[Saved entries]

┌──

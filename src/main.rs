use cfgenerator::{api, cli, interpreter::Registry};

// The CLI layer should only parse inputs and forward them to library code.
fn main() -> miette::Result<()> {
    let matches = cli::command().get_matches_from(cli::normalize_args(std::env::args_os()));

    let settings = cli::Settings::from_matches(&matches);

    let default_level = if settings.verbose { "debug" } else { "warn" };
    env_logger::Builder::from_env(env_logger::Env::default().default_filter_or(default_level))
        .init();

    let registry = Registry::builtin();

    api::run(&registry, &settings)?;

    Ok(())
}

└──

## Work order
Using the records above as the source, restate each line verbatim.

## Answer for this exercise
filename src/main.rs
use cfgenerator::{api, cli, interpreter::Registry};

// The CLI layer should only parse inputs and forward them to library code.
fn main() -> miette::Result<()> {
    let matches = cli::command().get_matches_from(cli::normalize_args(std::env::args_os()));

    let settings = cli::Settings::from_matches(&matches);

    let default_level = if settings.verbose { "debug" } else { "warn" };
    env_logger::Builder::from_env(env_logger::Env::default().default_filter_or(default_level))
        .init();

    let registry = Registry::builtin();

    api::run(&registry, &settings)?;

    Ok(())
}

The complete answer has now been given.